The fire from that comment lingers. With that energy behind you, you power through clothes shopping! cleaning the whole house! making dinner! painting your bike frame! watering everything! Sadly, by nine-thirty you are done. And you are still pissed. You shouldn’t start this. You are tired and concentrating is hard. You never actually took administrative law, so you’re going to have to understand the Hatch Act by yourself. You are inclined to say intemperate things, and those will get you linked by strangers who wonder how you can live with such anger in your soul. Wouldn’t it be better to make a gin and tonic, turn up some Eminem and dance it off? Yes. That would be better.
So you go to the fridge and you reach for the tonic. But there, next to the tonic, is that six-pack of WHUP-ASS you’ve been saving. You close the fridge door. Then you open that door again and you reach right past the tonic. You grab the first can of WHUP-ASS and you crack it and chug it standing there in front of the fridge. It tastes GOOD. You reach for a second can of WHUP-ASS and it is even colder and sharper and goes down so easy. You grab the third can of WHUP-ASS and open that one, too. You call Ali, to tell her to bring home another six-pack. Then you carry your third can of WHUP-ASS over to your keyboard and you start to type.
4 Comments:
I had always thought you were supposed to open those cans on or at the target, rather than drinking them. Then again, I may have simply been too much of a pansy to apply them properly.
Hmmm. My sister's Ultimate team opens and chugs them on the line, then sprints down the field.
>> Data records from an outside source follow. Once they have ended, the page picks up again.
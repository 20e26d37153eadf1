//! Section parser
//!
//! Line-driven state machine over the top-level document. Each line is
//! classified into a directive and dispatched to the brace scanner or a
//! specialized sub-parser; method markers hand control to the token-driven
//! method block parser.

use once_cell::sync::Lazy;
use regex::Regex;

use crate::clean::{clean, strip_wrapper};
use crate::doc::{Argument, Documentation, Method, MethodLink};
use crate::error::{ParseError, ParseResult};
use crate::method::parse_method;
use crate::scan::{curly_one, curly_pair};
use crate::source::Source;

/// Content between the first `{` and the last `}` on a single line
static BRACE_SPAN_RE: Lazy<Regex> = Lazy::new(|| Regex::new(r"\{(.*)\}").unwrap());

const METHOD_MARKER: &str = "\\if{html}{\\out{<hr>}}";
const ANCHOR_PREFIX: &str = "\\if{html}{\\out{<a id=\"";
const ANCHOR_SUFFIX: &str = "\"></a>}}";

/// Parser configuration
#[derive(Debug, Clone, Default)]
pub struct ParseOptions {
    /// Trace recognized directives on stderr
    pub verbose: bool,
}

/// One top-level line, classified.
///
/// Variants are checked in a fixed precedence; anything unrecognized falls
/// through to [`Directive::Other`] and is ignored.
#[derive(Debug)]
enum Directive<'a> {
    Comment,
    Name(&'a str),
    Title(&'a str),
    Usage,
    Description { rest: &'a str },
    Value { rest: &'a str },
    Examples { rest: &'a str },
    MethodMarker,
    MethodLink { body: &'a str },
    Arguments,
    Other,
}

impl<'a> Directive<'a> {
    fn classify(line: &'a str) -> ParseResult<Self> {
        if line.starts_with('%') {
            Ok(Directive::Comment)
        } else if line.starts_with("\\name{") {
            Ok(Directive::Name(line))
        } else if line.starts_with("\\title{") {
            Ok(Directive::Title(line))
        } else if line.starts_with("\\usage{") {
            Ok(Directive::Usage)
        } else if line.starts_with("\\description{") {
            Ok(Directive::Description {
                rest: &line["\\description".len()..],
            })
        } else if line.starts_with("\\value{") {
            Ok(Directive::Value {
                rest: &line["\\value".len()..],
            })
        } else if line.starts_with("\\examples{") {
            Ok(Directive::Examples {
                rest: &line["\\examples".len()..],
            })
        } else if line == METHOD_MARKER {
            Ok(Directive::MethodMarker)
        } else if line.starts_with("\\item \\href") {
            // \item \href{TARGET}{\code{TEXT}} minus the fixed framing
            let body = line
                .len()
                .checked_sub(2)
                .and_then(|end| line.get("\\item \\href{".len()..end))
                .ok_or_else(|| ParseError::MalformedDirective {
                    line: line.to_string(),
                })?;
            Ok(Directive::MethodLink { body })
        } else if line.starts_with("\\arguments{") {
            Ok(Directive::Arguments)
        } else {
            Ok(Directive::Other)
        }
    }
}

/// Parse one Rd document.
///
/// `is_class` selects class-style parsing/rendering and is supplied by the
/// caller (typically derived from a filename convention), never inferred
/// from content.
pub fn parse(input: &str, is_class: bool) -> ParseResult<Documentation> {
    parse_with_options(input, is_class, ParseOptions::default())
}

/// Parse one Rd document with explicit options.
pub fn parse_with_options(
    input: &str,
    is_class: bool,
    options: ParseOptions,
) -> ParseResult<Documentation> {
    Parser::new(input, is_class, options).parse()
}

/// Line-driven parser state.
///
/// Fields accumulate during the scan; [`Parser::parse`] consumes the parser
/// and produces one immutable [`Documentation`] at end of input.
pub struct Parser<'a> {
    source: Source<'a>,
    options: ParseOptions,
    is_class: bool,
    name: Option<String>,
    title: Option<String>,
    description: Option<String>,
    usage: Option<String>,
    value: Option<String>,
    examples: Option<String>,
    args: Vec<Argument>,
    method_links: Vec<MethodLink>,
    methods: Vec<Method>,
}

impl<'a> Parser<'a> {
    pub fn new(input: &'a str, is_class: bool, options: ParseOptions) -> Self {
        Self {
            source: Source::new(input),
            options,
            is_class,
            name: None,
            title: None,
            description: None,
            usage: None,
            value: None,
            examples: None,
            args: Vec::new(),
            method_links: Vec::new(),
            methods: Vec::new(),
        }
    }

    pub fn parse(mut self) -> ParseResult<Documentation> {
        while let Some(raw) = self.source.next_line() {
            let line = raw.trim_end();
            match Directive::classify(line)? {
                Directive::Comment | Directive::Other => {}
                Directive::Name(line) => {
                    if self.options.verbose {
                        eprintln!("{line}");
                    }
                    self.name = Some(brace_span(line)?);
                }
                Directive::Title(line) => {
                    self.title = Some(brace_span(line)?);
                }
                Directive::Usage => {
                    self.usage = Some(self.read_usage()?);
                }
                Directive::Description { rest } => {
                    let text = curly_one(rest, &mut self.source)?;
                    self.description = Some(clean(&text));
                }
                Directive::Value { rest } => {
                    let text = curly_one(rest, &mut self.source)?;
                    self.value = Some(clean(&text));
                }
                Directive::Examples { rest } => {
                    let text = curly_one(rest, &mut self.source)?;
                    self.examples = Some(strip_wrapper("\\dontrun{", &text).trim().to_string());
                }
                Directive::MethodMarker => {
                    self.read_method()?;
                }
                Directive::MethodLink { body } => {
                    let (target, text) =
                        body.split_once("}{")
                            .ok_or_else(|| ParseError::MalformedDirective {
                                line: line.to_string(),
                            })?;
                    self.method_links.push(MethodLink {
                        target: target.to_string(),
                        text: text.replace("\\code{", ""),
                    });
                }
                Directive::Arguments => {
                    self.read_arguments()?;
                }
            }
        }

        Ok(Documentation {
            is_class: self.is_class,
            name: self.name,
            title: self.title,
            description: self.description,
            usage: self.usage,
            args: self.args,
            value: self.value,
            examples: self.examples,
            method_links: self.method_links,
            methods: self.methods,
        })
    }

    /// Collect raw usage lines verbatim until a line equal to `}`.
    fn read_usage(&mut self) -> ParseResult<String> {
        let mut usage = String::new();
        loop {
            let Some(raw) = self.source.next_line() else {
                return Err(ParseError::UnbalancedBrace);
            };
            let line = raw.trim_end();
            if line == "}" {
                return Ok(usage);
            }
            usage.push_str(line);
            usage.push('\n');
        }
    }

    /// Collect `\item{NAME}{DESC}` pairs until a line equal to `}`.
    fn read_arguments(&mut self) -> ParseResult<()> {
        loop {
            let Some(raw) = self.source.next_line() else {
                return Err(ParseError::UnbalancedBrace);
            };
            let line = raw.trim_end();
            if line == "}" {
                return Ok(());
            }
            if let Some(rest) = line.strip_prefix("\\item")
                && rest.starts_with('{')
            {
                // The stripped line terminator becomes a space so a
                // description continuing on the next line stays separated.
                let seed = format!("{rest} ");
                let (name, description) = curly_pair(&seed, &mut self.source)?;
                self.args.push(Argument {
                    name,
                    description: clean(&description.replace('\n', " ")),
                });
            }
        }
    }

    /// Handle a method marker: anchor line, divider line, then the block.
    fn read_method(&mut self) -> ParseResult<()> {
        let anchor = self
            .source
            .next_line()
            .ok_or(ParseError::UnbalancedBrace)?
            .trim();
        let link_name = anchor
            .strip_prefix(ANCHOR_PREFIX)
            .and_then(|s| s.strip_suffix(ANCHOR_SUFFIX))
            .ok_or_else(|| ParseError::MalformedDirective {
                line: anchor.to_string(),
            })?;
        let _divider = self.source.next_line().ok_or(ParseError::UnbalancedBrace)?;
        let method = parse_method(&mut self.source, link_name, &self.options)?;
        self.methods.push(method);
        Ok(())
    }
}

fn brace_span(line: &str) -> ParseResult<String> {
    BRACE_SPAN_RE
        .captures(line)
        .and_then(|caps| caps.get(1))
        .map(|m| m.as_str().to_string())
        .ok_or_else(|| ParseError::MalformedDirective {
            line: line.to_string(),
        })
}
I always thought of them as personal fuel.
Given you are (?) Jewish by descent (and perhaps by faith?) then equating you to the 'Third Reich' is particularly egregious and offensive.
Which 6 million of your closest genetic relatives would that be forgetting, then?
I had a conversation with an op-ed writer, whose son was killed in Iraq, serving with the US forces. He had written pieces before (and after) that incident calling for a review of the US commitment in Iraq. He received numerous emails (from people he didn't know) calling him a 'traitor' and 'disloyal'.
Lets you know the sort of people we are dealing with.
Valuethinker
By descent.
I'm trying to assume that the sort of people we are dealing with are occasionally thoughtless people.